(Exercise aim) Copy word for word the lines from the start of the records through the line that contains "use super::Client;", both included.

START Given information

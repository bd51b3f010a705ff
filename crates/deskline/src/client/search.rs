use deskline_api::search::{SearchExport, SearchExportMeta, SearchExportOptions, SearchExportResults};
use deskline_common::error::ClientResult;
use deskline_common::http_client::HttpClient;

use super::Client;

/// Bulk search export
#[cfg_attr(not(target_arch = "wasm32"), trait_variant::make(Send))]
pub trait SearchExportApi {
    /// Fetch one page of `GET /search/export`.
    ///
    /// `opts` must be present: `None` fails with
    /// [`EncodeError::MissingOptions`](deskline_common::error::EncodeError::MissingOptions)
    /// without contacting the server. Results come back in server order,
    /// paired with the page's metadata. Nothing is retried and no further
    /// pages are fetched; pass the metadata to
    /// [`SearchExportOptions::next_page`] to continue.
    async fn search_export(
        &self,
        opts: Option<&SearchExportOptions>,
    ) -> ClientResult<(SearchExportResults, SearchExportMeta)>;
}

impl<C: HttpClient + Sync> SearchExportApi for Client<C> {
    #[cfg_attr(feature = "tracing", tracing::instrument(level = "debug", skip_all, fields(endpoint = %self.endpoint())))]
    async fn search_export(
        &self,
        opts: Option<&SearchExportOptions>,
    ) -> ClientResult<(SearchExportResults, SearchExportMeta)> {
        let page = self
            .send(&SearchExport { options: opts })
            .await?
            .into_output()?;

        #[cfg(feature = "tracing")]
        tracing::debug!(
            results = page.results.len(),
            has_more = page.meta.has_more,
            "fetched search export page"
        );

        Ok(page.into_parts())
    }
}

END Given information

(Task response)
repository bd51b3f010a705ff
filename crates/deskline/src/client/search.rs
use deskline_api::search::{SearchExport, SearchExportMeta, SearchExportOptions, SearchExportResults};
use deskline_common::error::ClientResult;
use deskline_common::http_client::HttpClient;

use super::Client;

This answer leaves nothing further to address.